La Guinée compte désormais autant de juges que d’habitants. Tout le monde a son avis sur le procès. Alors que quatre prévenus sur onze seulement ont été entendus, chacun croit déjà savoir qui est coupable. Des camps irréconciliables s’opposent. Il y a d’un côté les partisans de la première heure de Dadis Camara, de l’autre, ceux, désormais plus nombreux, qui ont été convaincus par la version de Toumba. « Quand tu le vois, tu sais que c’est un homme honnête, sincère. C’est quelqu’un qui est brave, qui dit la vérité », assure Albert du coin télé de La Camayenne. Les débats sont parfois houleux. « Même nous on s’est disputés ici. Certains soutenaient le clan de Toumba, les autres celui de Dadis… »
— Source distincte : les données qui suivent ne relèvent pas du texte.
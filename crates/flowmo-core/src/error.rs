//! Core error types for flowmo-core.
//!
//! This module defines the error hierarchy using thiserror. Store and
//! notifier implementations report through [`CoreError`]; the timer engine
//! and the microagents decide per call whether an error is surfaced,
//! swallowed, or turned into a failure response.

use std::path::PathBuf;
use thiserror::Error;

/// Core error type for flowmo-core.
#[derive(Error, Debug)]
pub enum CoreError {
    /// Database-related errors
    #[error("Database error: {0}")]
    Database(#[from] DatabaseError),

    /// Configuration-related errors
    #[error("Configuration error: {0}")]
    Config(#[from] ConfigError),

    /// Validation errors
    #[error("Validation error: {0}")]
    Validation(#[from] ValidationError),

    /// IO errors
    #[error("IO error: {0}")]
    Io(#[from] std::io::Error),

    /// Serialization/deserialization errors
    #[error("JSON error: {0}")]
    Json(#[from] serde_json::Error),

    /// Generic errors with context
    #[error("{0}")]
    Custom(String),
}

/// Database-specific errors.
#[derive(Error, Debug)]
pub enum DatabaseError {
    /// Failed to open database connection
    #[error("Failed to open database at {path}: {source}")]
    OpenFailed {
        path: PathBuf,
        #[source]
        source: rusqlite::Error,
    },

    /// Query execution failed
    #[error("Query failed: {0}")]
    QueryFailed(String),

    /// Migration failed
    #[error("Database migration failed: {0}")]
    MigrationFailed(String),

    /// Database is locked
    #[error("Database is locked")]
    Locked,

    /// A stored value could not be decoded
    #[error("Corrupt value in column '{column}': {message}")]
    CorruptValue { column: String, message: String },
}

/// Configuration-specific errors.
#[derive(Error, Debug)]
pub enum ConfigError {
    /// Failed to load configuration
    #[error("Failed to load configuration from {path}: {message}")]
    LoadFailed { path: PathBuf, message: String },

    /// Failed to save configuration
    #[error("Failed to save configuration to {path}: {message}")]
    SaveFailed { path: PathBuf, message: String },

    /// Unknown dot-path key
    #[error("Unknown configuration key: {0}")]
    UnknownKey(String),

    /// Invalid configuration value
    #[error("Invalid configuration value for '{key}': {message}")]
    InvalidValue { key: String, message: String },

    /// Data directory could not be resolved or created
    #[error("Data directory unavailable: {0}")]
    DataDir(String),
}

/// Validation errors.
#[derive(Error, Debug)]
pub enum ValidationError {
    /// Invalid time range
    #[error("Invalid time range: end_time ({end}) must not precede start_time ({start})")]
    InvalidTimeRange {
        start: chrono::DateTime<chrono::Utc>,
        end: chrono::DateTime<chrono::Utc>,
    },

    /// Invalid value
    #[error("Invalid value for '{field}': {message}")]
    InvalidValue { field: String, message: String },

    /// Referenced row does not exist
    #[error("{entity} {id} not found")]
    NotFound { entity: String, id: String },
}

impl From<rusqlite::Error> for DatabaseError {
    fn from(err: rusqlite::Error) -> Self {
        match &err {
            rusqlite::Error::SqliteFailure(e, _msg) => {
                if e.code == rusqlite::ErrorCode::DatabaseLocked
                    || e.code == rusqlite::ErrorCode::DatabaseBusy
                {
                    DatabaseError::Locked
                } else {
                    DatabaseError::QueryFailed(err.to_string())
                }
            }
            _ => DatabaseError::QueryFailed(err.to_string()),
        }
    }
}

impl From<rusqlite::Error> for CoreError {
    fn from(err: rusqlite::Error) -> Self {
        CoreError::Database(err.into())
    }
}

/// Result type alias for CoreError
pub type Result<T, E = CoreError> = std::result::Result<T, E>;
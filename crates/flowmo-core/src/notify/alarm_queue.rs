//! Alarm queue persisted in the `alarms` table.
//!
//! The CLI has no platform scheduler, so alerts wait in SQLite until the
//! watch loop asks for the ones that are due.

use chrono::{DateTime, Utc};
use rusqlite::params;
use serde::{Deserialize, Serialize};
use uuid::Uuid;

use super::{Alert, Channel, Notifier};
use crate::error::Result;
use crate::storage::database::{format_ts, parse_ts};
use crate::storage::Database;

/// An alert whose trigger time has passed.
#[derive(Debug, Clone, PartialEq, Eq, Serialize, Deserialize)]
pub struct DueAlert {
    pub id: String,
    pub channel_id: String,
    pub title: String,
    pub body: String,
    pub sound: Option<String>,
    pub fire_at: DateTime<Utc>,
}

pub struct AlarmQueue<'a> {
    db: &'a Database,
}

impl<'a> AlarmQueue<'a> {
    pub fn new(db: &'a Database) -> Self {
        Self { db }
    }

    /// Alerts not yet fired, soonest first.
    pub fn pending(&self) -> Result<Vec<DueAlert>> {
        self.select(
            "SELECT id, channel_id, title, body, sound, fire_at FROM alarms ORDER BY fire_at",
            params![],
        )
    }

    /// Remove and return every alert due at `now`.
    pub fn take_due(&self, now: DateTime<Utc>) -> Result<Vec<DueAlert>> {
        let due = self.select(
            "SELECT id, channel_id, title, body, sound, fire_at FROM alarms WHERE fire_at <= ?1 ORDER BY fire_at",
            params![format_ts(now)],
        )?;
        for alert in &due {
            self.cancel(&alert.id)?;
        }
        Ok(due)
    }

    fn select<P: rusqlite::Params>(&self, sql: &str, params: P) -> Result<Vec<DueAlert>> {
        let mut stmt = self.db.conn().prepare(sql)?;
        let rows = stmt.query_map(params, |row| {
            Ok(DueAlert {
                id: row.get(0)?,
                channel_id: row.get(1)?,
                title: row.get(2)?,
                body: row.get(3)?,
                sound: row.get(4)?,
                fire_at: parse_ts(5, &row.get::<_, String>(5)?)?,
            })
        })?;
        Ok(rows.collect::<Result<Vec<_>, _>>()?)
    }
}

impl Notifier for AlarmQueue<'_> {
    fn request_permission(&self) -> Result<bool> {
        Ok(true)
    }

    fn create_channel(&self, channel: &Channel) -> Result<String> {
        self.db.kv_set(
            &format!("notification_channel:{}", channel.id),
            &serde_json::to_string(channel)?,
        )?;
        Ok(channel.id.clone())
    }

    fn schedule(&self, alert: &Alert) -> Result<String> {
        let id = Uuid::new_v4().to_string();
        self.db.conn().execute(
            "INSERT INTO alarms (id, channel_id, title, body, sound, fire_at)
             VALUES (?1, ?2, ?3, ?4, ?5, ?6)",
            params![
                id,
                alert.channel_id,
                alert.title,
                alert.body,
                alert.sound,
                format_ts(alert.fire_at),
            ],
        )?;
        tracing::debug!(id = %id, fire_at = %alert.fire_at, "alarm scheduled");
        Ok(id)
    }

    fn cancel(&self, notification_id: &str) -> Result<()> {
        self.db
            .conn()
            .execute("DELETE FROM alarms WHERE id = ?1", params![notification_id])?;
        Ok(())
    }
}
use chrono::{DateTime, Utc};
use serde::{Deserialize, Serialize};

use crate::timer::{TimerMode, TimerStatus};

/// Every timer transition produces zero or more Events.
/// The CLI prints them; `LogRecorded` is the stats-refresh trigger.
#[derive(Debug, Clone, PartialEq, Serialize, Deserialize)]
#[serde(tag = "type", rename_all = "snake_case")]
pub enum Event {
    TimerStarted {
        mode: TimerMode,
        /// Break countdown target; absent for focus cycles.
        end_time: Option<DateTime<Utc>>,
        at: DateTime<Utc>,
    },
    TimerPaused {
        total_time_ms: i64,
        at: DateTime<Utc>,
    },
    TimerResumed {
        total_time_ms: i64,
        at: DateTime<Utc>,
    },
    TimerStopped {
        from: TimerMode,
        to: TimerMode,
        break_ratio: f64,
        total_time_ms: i64,
        at: DateTime<Utc>,
    },
    /// Stop issued while paused: the paused focus time becomes the break
    /// budget without writing a log.
    PauseDiscarded {
        from: TimerMode,
        to: TimerMode,
        break_ratio: f64,
        total_time_ms: i64,
        at: DateTime<Utc>,
    },
    /// A break countdown reached zero on tick.
    BreakElapsed {
        at: DateTime<Utc>,
    },
    LogRecorded {
        log_id: i64,
        start_time: DateTime<Utc>,
        end_time: DateTime<Utc>,
        task_id: Option<i64>,
        task_name: Option<String>,
    },
    LogSkipped {
        reason: LogSkipReason,
    },
    LogFailed {
        error: String,
        at: DateTime<Utc>,
    },
    StateSnapshot {
        status: TimerStatus,
        mode: TimerMode,
        total_time_ms: i64,
        display_time_secs: i64,
        start_time: Option<DateTime<Utc>>,
        end_time: Option<DateTime<Utc>>,
        at: DateTime<Utc>,
    },
}

#[derive(Debug, Clone, Copy, PartialEq, Eq, Serialize, Deserialize)]
#[serde(rename_all = "snake_case")]
pub enum LogSkipReason {
    Unauthenticated,
    BreakMode,
    NotStarted,
}
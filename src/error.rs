//! Structured error handling and exit codes.

use serde::Serialize;

use crate::duplicates::FinderError;
use crate::scanner::{AlgorithmError, ScanError};

/// Exit codes for the dupepurge application.
///
/// - 0: Success (completed normally, with or without duplicates)
/// - 1: General error (unexpected failure, hashing failure)
/// - 2: Invalid input (bad root directory or hash algorithm)
/// - 3: Partial failure (some files could not be backed up or removed)
/// - 130: Interrupted by user (Ctrl+C)
#[derive(Debug, Clone, Copy, PartialEq, Eq, Serialize)]
pub enum ExitCode {
    /// Success: the run completed.
    Success = 0,
    /// General error: An unexpected error occurred.
    GeneralError = 1,
    /// Invalid input: the root or the algorithm was rejected.
    InvalidInput = 2,
    /// Partial failure: at least one file failed to back up or delete.
    PartialFailure = 3,
    /// Interrupted: the purge was interrupted by user (Ctrl+C).
    Interrupted = 130,
}

impl ExitCode {
    /// Get the numeric exit code.
    #[must_use]
    pub fn as_i32(self) -> i32 {
        self as i32
    }

    /// Get the machine-readable code prefix.
    #[must_use]
    pub fn code_prefix(self) -> &'static str {
        match self {
            Self::Success => "DP000",
            Self::GeneralError => "DP001",
            Self::InvalidInput => "DP002",
            Self::PartialFailure => "DP003",
            Self::Interrupted => "DP130",
        }
    }

    /// Pick the exit code for an error that ended the run.
    #[must_use]
    pub fn for_error(err: &anyhow::Error) -> Self {
        if err.downcast_ref::<AlgorithmError>().is_some() {
            return Self::InvalidInput;
        }
        let invalid_root = err
            .downcast_ref::<FinderError>()
            .is_some_and(FinderError::is_invalid_root)
            || err
                .downcast_ref::<ScanError>()
                .is_some_and(ScanError::is_invalid_root);
        if invalid_root {
            Self::InvalidInput
        } else {
            Self::GeneralError
        }
    }
}

/// Structured error information for JSON output.
#[derive(Debug, Serialize)]
pub struct StructuredError {
    /// The error code (e.g., "DP001")
    pub code: String,
    /// The exit code number
    pub exit_code: i32,
    /// Human-readable error message
    pub message: String,
    /// Whether the operation was interrupted
    pub interrupted: bool,
}

impl StructuredError {
    /// Create a new structured error from an anyhow error and an exit code.
    #[must_use]
    pub fn new(err: &anyhow::Error, exit_code: ExitCode) -> Self {
        Self {
            code: exit_code.code_prefix().to_string(),
            exit_code: exit_code.as_i32(),
            message: format!("{err:#}"),
            interrupted: exit_code == ExitCode::Interrupted,
        }
    }
}
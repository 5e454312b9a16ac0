//! Persisted application defaults.
//!
//! A small JSON file in the platform config directory holds the defaults
//! used when a flag is not given: the hash algorithm, and where and under
//! what name backups are written. Command-line flags always win over the
//! file, and the file wins over the built-in defaults.

use anyhow::{Context, Result};
use directories::ProjectDirs;
use serde::{Deserialize, Serialize};
use std::fs;
use std::path::{Path, PathBuf};

use crate::actions::DEFAULT_BACKUP_PREFIX;
use crate::scanner::HashAlgorithm;

/// Application configuration.
#[derive(Debug, Clone, PartialEq, Eq, Serialize, Deserialize)]
#[serde(default)]
pub struct Config {
    /// Algorithm used when none is given on the command line or at the prompt.
    pub algorithm: HashAlgorithm,
    /// Prefix of the per-run backup directory name.
    pub backup_prefix: String,
    /// Where backup directories are created; the working directory if unset.
    pub backup_root: Option<PathBuf>,
}

impl Default for Config {
    fn default() -> Self {
        Self {
            algorithm: HashAlgorithm::default(),
            backup_prefix: DEFAULT_BACKUP_PREFIX.to_string(),
            backup_root: None,
        }
    }
}

impl Config {
    /// Load the configuration from the default platform-specific path.
    ///
    /// A missing or unreadable file yields the defaults.
    pub fn load() -> Self {
        match Self::config_path().and_then(|path| Self::load_from(&path)) {
            Ok(config) => config,
            Err(e) => {
                log::debug!("Failed to load config, using defaults: {:#}", e);
                Self::default()
            }
        }
    }

    /// Load the configuration from `path`. A missing file yields the defaults.
    ///
    /// # Errors
    ///
    /// Returns an error if the file exists but cannot be read or parsed.
    pub fn load_from(path: &Path) -> Result<Self> {
        if !path.exists() {
            return Ok(Self::default());
        }

        let content = fs::read_to_string(path)
            .with_context(|| format!("reading {}", path.display()))?;
        let config = serde_json::from_str(&content)
            .with_context(|| format!("parsing {}", path.display()))?;
        log::debug!("Loaded config from {}", path.display());
        Ok(config)
    }

    /// Save the configuration to `path`, creating parent directories.
    ///
    /// # Errors
    ///
    /// Returns an error if the file cannot be written.
    pub fn save_to(&self, path: &Path) -> Result<()> {
        if let Some(parent) = path.parent() {
            fs::create_dir_all(parent)?;
        }

        let content = serde_json::to_string_pretty(self)?;
        fs::write(path, content).with_context(|| format!("writing {}", path.display()))?;
        Ok(())
    }

    /// Backup root to use when `--backup-root` is not given.
    ///
    /// Falls back to the current working directory.
    #[must_use]
    pub fn effective_backup_root(&self) -> PathBuf {
        self.backup_root.clone().unwrap_or_else(|| {
            std::env::current_dir().unwrap_or_else(|_| PathBuf::from("."))
        })
    }

    /// Get the default platform-specific configuration path.
    ///
    /// # Errors
    ///
    /// Returns an error if no home directory can be determined.
    pub fn config_path() -> Result<PathBuf> {
        let project_dirs = ProjectDirs::from("com", "dupepurge", "dupepurge")
            .ok_or_else(|| anyhow::anyhow!("Failed to determine project directories"))?;
        Ok(project_dirs.config_dir().join("config.json"))
    }
}
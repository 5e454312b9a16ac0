//! Retention resolution: which duplicates to keep, which to remove.
//!
//! # Overview
//!
//! The operator sees a numbered list of every non-canonical member across
//! all duplicate sets (see [`candidates`]) and names the ones to keep with
//! 1-based indices. Everything else on that list becomes the deletion list.
//!
//! Canonical members never appear on the list and can never be deleted.
//! Indices are translated to paths once, and the deletion list is computed
//! as a set difference over paths, so no index arithmetic happens after
//! the selection is parsed.
//!
//! # Example
//!
//! ```
//! use dupepurge::actions::{resolve, KeepSelection};
//! use dupepurge::duplicates::DuplicateSet;
//! use std::path::PathBuf;
//!
//! let set = DuplicateSet::new(
//!     "digest".to_string(),
//!     5,
//!     vec![PathBuf::from("/a"), PathBuf::from("/b"), PathBuf::from("/c")],
//! )
//! .unwrap();
//!
//! // Candidates are /b (1) and /c (2); keep /c.
//! let keep = KeepSelection::parse("2", 2);
//! assert_eq!(resolve(&[set], &keep), vec![PathBuf::from("/b")]);
//! ```

use std::collections::{BTreeSet, HashSet};
use std::path::{Path, PathBuf};

use crate::duplicates::DuplicateSet;

/// Every non-canonical member of every set, flattened in set order.
///
/// Position `i` in this list is index `i + 1` in a [`KeepSelection`].
#[must_use]
pub fn candidates(sets: &[DuplicateSet]) -> Vec<&Path> {
    sets.iter()
        .flat_map(|set| set.duplicates().iter().map(PathBuf::as_path))
        .collect()
}

/// The operator's keep choices, as validated 1-based candidate indices.
#[derive(Debug, Clone, Default, PartialEq, Eq)]
pub struct KeepSelection {
    indices: BTreeSet<usize>,
}

impl KeepSelection {
    /// Keep nothing beyond the canonical members.
    #[must_use]
    pub fn none() -> Self {
        Self::default()
    }

    /// Keep every candidate.
    #[must_use]
    pub fn all(candidate_count: usize) -> Self {
        Self {
            indices: (1..=candidate_count).collect(),
        }
    }

    /// Parse a comma-separated list of 1-based indices.
    ///
    /// Tokens are trimmed. Empty, non-numeric, zero, and out-of-range tokens
    /// are ignored rather than rejected. Repeats collapse and order does not
    /// matter.
    ///
    /// ```
    /// use dupepurge::actions::KeepSelection;
    ///
    /// let keep = KeepSelection::parse(" 3, 1,x,,1, 99", 4);
    /// assert_eq!(keep.indices().collect::<Vec<_>>(), vec![1, 3]);
    /// ```
    #[must_use]
    pub fn parse(input: &str, candidate_count: usize) -> Self {
        let indices = input
            .split(',')
            .map(str::trim)
            .filter_map(|token| {
                if token.is_empty() || !token.bytes().all(|b| b.is_ascii_digit()) {
                    if !token.is_empty() {
                        log::debug!("Ignoring non-numeric keep token '{}'", token);
                    }
                    return None;
                }
                token.parse::<usize>().ok()
            })
            .filter(|&index| {
                let in_range = (1..=candidate_count).contains(&index);
                if !in_range {
                    log::debug!(
                        "Ignoring keep index {} (valid range 1..={})",
                        index,
                        candidate_count
                    );
                }
                in_range
            })
            .collect();

        Self { indices }
    }

    /// Build a selection from already-numeric indices, dropping any outside
    /// `1..=candidate_count`.
    #[must_use]
    pub fn from_indices(
        indices: impl IntoIterator<Item = usize>,
        candidate_count: usize,
    ) -> Self {
        Self {
            indices: indices
                .into_iter()
                .filter(|i| (1..=candidate_count).contains(i))
                .collect(),
        }
    }

    /// Whether index `index` (1-based) is kept.
    #[must_use]
    pub fn contains(&self, index: usize) -> bool {
        self.indices.contains(&index)
    }

    /// Kept indices in ascending order.
    pub fn indices(&self) -> impl Iterator<Item = usize> + '_ {
        self.indices.iter().copied()
    }

    /// Number of kept indices.
    #[must_use]
    pub fn len(&self) -> usize {
        self.indices.len()
    }

    /// Whether nothing is kept beyond the canonical members.
    #[must_use]
    pub fn is_empty(&self) -> bool {
        self.indices.is_empty()
    }

    /// Translate the indices into the candidate paths they name.
    #[must_use]
    pub fn to_paths(&self, sets: &[DuplicateSet]) -> HashSet<PathBuf> {
        candidates(sets)
            .into_iter()
            .enumerate()
            .filter(|(i, _)| self.contains(i + 1))
            .map(|(_, path)| path.to_path_buf())
            .collect()
    }
}

/// Compute the deletion list for an index-based keep selection.
///
/// See [`resolve_paths`] for the ordering and safety guarantees.
#[must_use]
pub fn resolve(sets: &[DuplicateSet], keep: &KeepSelection) -> Vec<PathBuf> {
    resolve_paths(sets, &keep.to_paths(sets))
}

/// Compute the deletion list for a path-based keep selection.
///
/// Returns every non-canonical member not present in `keep`, in set order
/// then member order. Paths in `keep` that are not candidates are ignored.
/// The result never contains a canonical member and never lists the same
/// path twice.
#[must_use]
pub fn resolve_paths(sets: &[DuplicateSet], keep: &HashSet<PathBuf>) -> Vec<PathBuf> {
    let protected: HashSet<&Path> = sets.iter().map(DuplicateSet::canonical).collect();
    let mut seen: HashSet<&Path> = HashSet::new();

    let deletion: Vec<PathBuf> = candidates(sets)
        .into_iter()
        .filter(|path| !protected.contains(path))
        .filter(|path| !keep.contains(*path))
        .filter(|path| seen.insert(*path))
        .map(Path::to_path_buf)
        .collect();

    log::info!(
        "Retention: {} kept, {} marked for deletion",
        candidates(sets).len() - deletion.len(),
        deletion.len()
    );

    deletion
}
Pression sociale de plus en plus forte
« J'aurais aimé qu'il y ait plus de sérieux », regrette Asmaou Diallo, présidente de l’Association des victimes, parents et amis du 28 septembre (Avipa). Selon Kabinet Fofana, « les juges ne doivent pas se laisser distraire par les orientations de l’opinion ». La pression sociale se fait de plus en plus forte sur la justice guinéenne. Va-t-elle résister à cette hypermédiatisation ? Si le verdict n’est pas celui attendu par la rue, quelles en seront les conséquences ? « Je respecterai la décision finale. Je ne suis pas juge. Je laisse les professionnels faire leur travail », assure Jibril du coin télé de La Camayenne. Asmaou Diallo se dit elle aussi confiante dans la justice de son pays : « Ibrahima Sory II Tounkara (le président du tribunal, NDLR) cadre très bien les débats pour le moment. Je pense que les juges aussi seront à la hauteur. »
Sur Evasion TV, durant le procès, un bandeau s’affiche régulièrement à l’écran, « profitez de la grande audience du procès en passant vos annonces et publicités ».